Exercise brief:
Show all lines of the entries in which the word "return" is found.

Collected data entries
──────────────────────────────
//! The three ownership regimes a filter's block buffer can live under.
//!
//! Mirrors the teacher crate's single-buffer-backed collections
//! (`BitstringVec` owns a `Vec<u64>`), generalized to the three regimes the
//! spec requires: the filter owns the buffer, borrows a caller-provided
//! buffer, or views a memory-mapped file. A single enum with a uniform
//! `as_slice`/`as_mut_slice` pair covers all three without duck typing.

use memmap2::MmapMut;

/// The block buffer backing a [`crate::filter::CountingQuotientFilter`].
pub enum Storage<'a> {
    /// Heap-allocated; dropped along with the filter.
    Owned(Vec<u8>),
    /// A caller-provided buffer the filter does not own.
    Borrowed(&'a mut [u8]),
    /// A memory-mapped file; the filter owns the mapping's lifetime, not
    /// the bytes underneath it.
    Mapped(MmapMut),
}

impl<'a> Storage<'a> {
    /// Allocates a new zeroed owned buffer of `len` bytes.
    pub fn new_owned(len: usize) -> Self {
        Storage::Owned(vec![0u8; len])
    }

    /// Wraps a memory-mapped file.
    pub fn from_mapped(mmap: MmapMut) -> Self {
        Storage::Mapped(mmap)
    }

    /// Wraps a caller-provided buffer without taking ownership.
    pub fn from_borrowed(buf: &'a mut [u8]) -> Self {
        Storage::Borrowed(buf)
    }

    /// Borrows the buffer immutably.
    pub fn as_slice(&self) -> &[u8] {
        match self {
            Storage::Owned(v) => v.as_slice(),
            Storage::Borrowed(b) => b,
            Storage::Mapped(m) => m.as_ref(),
        }
    }

    /// Borrows the buffer mutably.
    pub fn as_mut_slice(&mut self) -> &mut [u8] {
        match self {
            Storage::Owned(v) => v.as_mut_slice(),
            Storage::Borrowed(b) => b,
            Storage::Mapped(m) => m.as_mut(),
        }
    }

    /// Length of the buffer in bytes.
    pub fn len(&self) -> usize {
        self.as_slice().len()
    }

    /// Whether the buffer is empty.
    pub fn is_empty(&self) -> bool {
        self.len() == 0
    }

    /// Flushes pending writes to disk if this storage is a memory mapping;
    /// a no-op for owned/borrowed buffers.
    pub fn flush(&self) -> std::io::Result<()> {
        if let Storage::Mapped(m) = self {
            m.flush()?;
        }
        Ok(())
    }
}

#[cfg(test)]
mod tests {
    use super::*;

    #[test]
    fn test_owned_roundtrip() {
        let mut storage = Storage::new_owned(16);
        storage.as_mut_slice()[0] = 0xAB;
        assert_eq!(storage.as_slice()[0], 0xAB);
        assert_eq!(storage.len(), 16);
    }

    #[test]
    fn test_borrowed_roundtrip() {
        let mut buf = vec![0u8; 8];
        let mut storage = Storage::from_borrowed(&mut buf);
        storage.as_mut_slice()[3] = 7;
        assert_eq!(storage.as_slice()[3], 7);
    }
}
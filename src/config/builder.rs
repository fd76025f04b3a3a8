use anyhow::{Context, Result};

use super::{validator::ConfigValidator, TunnelConfig};

/// TunnelConfig Builder
#[derive(Debug, Default)]
pub struct TunnelConfigBuilder {
    remote_host: Option<String>,
    remote_port: Option<u16>,
    local_host: String,
    local_port: Option<u16>,
    rewrite_host: Option<String>,
}

impl TunnelConfigBuilder {
    /// 创建新的 Builder
    pub fn new() -> Self {
        Self {
            local_host: "localhost".to_string(),
            ..Default::default()
        }
    }

    /// 设置中继服务器地址
    pub fn remote_host(mut self, host: impl Into<String>) -> Self {
        self.remote_host = Some(host.into());
        self
    }

    /// 设置中继服务器端口
    pub fn remote_port(mut self, port: u16) -> Self {
        self.remote_port = Some(port);
        self
    }

    /// 设置本地服务主机
    pub fn local_host(mut self, host: impl Into<String>) -> Self {
        self.local_host = host.into();
        self
    }

    /// 设置本地服务端口
    pub fn local_port(mut self, port: u16) -> Self {
        self.local_port = Some(port);
        self
    }

    /// 设置 Host 头改写值
    pub fn rewrite_host(mut self, host: impl Into<String>) -> Self {
        self.rewrite_host = Some(host.into());
        self
    }

    /// 构建 TunnelConfig 并验证
    pub fn build(self) -> Result<TunnelConfig> {
        let config = TunnelConfig {
            remote_host: self.remote_host.context("remote_host is required")?,
            remote_port: self.remote_port.context("remote_port is required")?,
            local_host: self.local_host,
            local_port: self.local_port.context("local_port is required")?,
            rewrite_host: self.rewrite_host,
        };

        // 验证配置
        ConfigValidator::validate_tunnel_config(&config)?;

        Ok(config)
    }
}
// 配置管理模块 - 使用模块化设计

mod builder;
mod validator;

// 重新导出 builder 和 validator
pub use builder::TunnelConfigBuilder;
pub use validator::ConfigValidator;

use anyhow::Context;
use serde::{Deserialize, Serialize};

fn default_local_host() -> String {
    "localhost".to_string()
}

/// 隧道配置
///
/// 一条 远端↔本地 配对在单个连接周期内的不可变配置
#[derive(Debug, Clone, Serialize, Deserialize)]
pub struct TunnelConfig {
    /// 中继服务器地址
    pub remote_host: String,
    /// 中继服务器端口
    pub remote_port: u16,
    /// 本地服务主机（默认 localhost）
    #[serde(default = "default_local_host")]
    pub local_host: String,
    /// 本地服务端口
    pub local_port: u16,
    /// 若设置，远端到本地方向的 HTTP Host 头会被改写为该值
    #[serde(default)]
    pub rewrite_host: Option<String>,
}

impl TunnelConfig {
    /// 创建 Builder
    pub fn builder() -> TunnelConfigBuilder {
        TunnelConfigBuilder::new()
    }

    /// 中继服务器 host:port
    pub fn remote_addr(&self) -> String {
        format!("{}:{}", self.remote_host, self.remote_port)
    }

    /// 本地服务 host:port
    pub fn local_addr(&self) -> String {
        format!("{}:{}", self.local_host, self.local_port)
    }

    /// 验证配置
    pub fn validate(&self) -> anyhow::Result<()> {
        ConfigValidator::validate_tunnel_config(self)
    }
}

/// 应用配置加载入口
pub struct AppConfig;

impl AppConfig {
    /// 从文件加载隧道配置
    pub fn load_tunnel_config(path: &str) -> anyhow::Result<TunnelConfig> {
        #[derive(Deserialize)]
        struct TunnelConfigWrapper {
            tunnel: TunnelConfig,
        }

        let content = std::fs::read_to_string(path)
            .with_context(|| format!("Failed to read configuration file {}", path))?;
        let wrapper: TunnelConfigWrapper =
            toml::from_str(&content).context("Failed to parse tunnel configuration")?;
        wrapper
            .tunnel
            .validate()
            .context("Configuration validation failed")?;
        Ok(wrapper.tunnel)
    }
}
/// Host 头改写流变换
///
/// 在远端到本地方向的字节流中，把第一个 HTTP Host 头的值替换为
/// 配置值，其余字节原样透传。作为可插拔的 AsyncRead 适配器插在
/// 两个端点之间，不改变分帧，除单个在途数据块外不做缓冲，
/// 背压照常传导
use bytes::BytesMut;
use std::io;
use std::pin::Pin;
use std::task::{Context, Poll};
use tokio::io::{AsyncRead, ReadBuf};

/// 单次读取的暂存区大小
const SCRATCH_SIZE: usize = 8 * 1024;

/// Host 头改写器
///
/// 替换在整条连接内只发生一次；完成后退化为纯透传
pub struct HostRewriter<R> {
    inner: R,
    host: String,
    replaced: bool,
    pending: BytesMut,
    scratch: Box<[u8]>,
}

impl<R> HostRewriter<R> {
    /// 创建改写器，host 为替换后的 Host 头取值
    pub fn new(inner: R, host: impl Into<String>) -> Self {
        Self {
            inner,
            host: host.into(),
            replaced: false,
            pending: BytesMut::new(),
            scratch: vec![0u8; SCRATCH_SIZE].into_boxed_slice(),
        }
    }

    /// 是否已经完成替换
    pub fn replaced(&self) -> bool {
        self.replaced
    }

    /// 消费改写器，返回内部读取器
    pub fn into_inner(self) -> R {
        self.inner
    }
}

impl<R: AsyncRead + Unpin> AsyncRead for HostRewriter<R> {
    fn poll_read(
        self: Pin<&mut Self>,
        cx: &mut Context<'_>,
        buf: &mut ReadBuf<'_>,
    ) -> Poll<io::Result<()>> {
        let this = self.get_mut();

        loop {
            // 先吐出上一个数据块的剩余部分
            if !this.pending.is_empty() {
                let n = this.pending.len().min(buf.remaining());
                buf.put_slice(&this.pending.split_to(n));
                return Poll::Ready(Ok(()));
            }

            let mut scratch_buf = ReadBuf::new(&mut this.scratch);
            match Pin::new(&mut this.inner).poll_read(cx, &mut scratch_buf) {
                Poll::Ready(Ok(())) => {
                    let filled = scratch_buf.filled();
                    if filled.is_empty() {
                        return Poll::Ready(Ok(()));
                    }
                    if this.replaced {
                        this.pending.extend_from_slice(filled);
                    } else if let Some(rewritten) = rewrite_host_once(filled, &this.host) {
                        this.replaced = true;
                        this.pending.extend_from_slice(&rewritten);
                    } else {
                        this.pending.extend_from_slice(filled);
                    }
                }
                other => return other,
            }
        }
    }
}

/// 在单个数据块内查找第一个 `\r\n[Hh]ost: ` 头并替换其值
///
/// 值是紧随其后的一段非空白字符；块内无匹配返回 None。
/// 跨数据块分裂的头不做处理
fn rewrite_host_once(chunk: &[u8], host: &str) -> Option<Vec<u8>> {
    // "\r\nHost: " 共 8 字节，其后至少要有 1 字节的值
    const PREFIX_LEN: usize = 8;
    if chunk.len() <= PREFIX_LEN {
        return None;
    }

    for i in 0..=chunk.len() - PREFIX_LEN - 1 {
        if &chunk[i..i + 2] == b"\r\n"
            && (chunk[i + 2] == b'H' || chunk[i + 2] == b'h')
            && &chunk[i + 3..i + 7] == b"ost:"
            && chunk[i + 7] == b' '
        {
            let value_start = i + PREFIX_LEN;
            let value_end = chunk[value_start..]
                .iter()
                .position(|b| b.is_ascii_whitespace())
                .map(|n| value_start + n)
                .unwrap_or(chunk.len());
            if value_end == value_start {
                continue;
            }

            let mut out =
                Vec::with_capacity(chunk.len() - (value_end - value_start) + host.len());
            out.extend_from_slice(&chunk[..value_start]);
            out.extend_from_slice(host.as_bytes());
            out.extend_from_slice(&chunk[value_end..]);
            return Some(out);
        }
    }

    None
}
──────────────────────────────
Answer below:
                return Poll::Ready(Ok(()));
                        return Poll::Ready(Ok(()));
                other => return other,
        return None;
            return Some(out);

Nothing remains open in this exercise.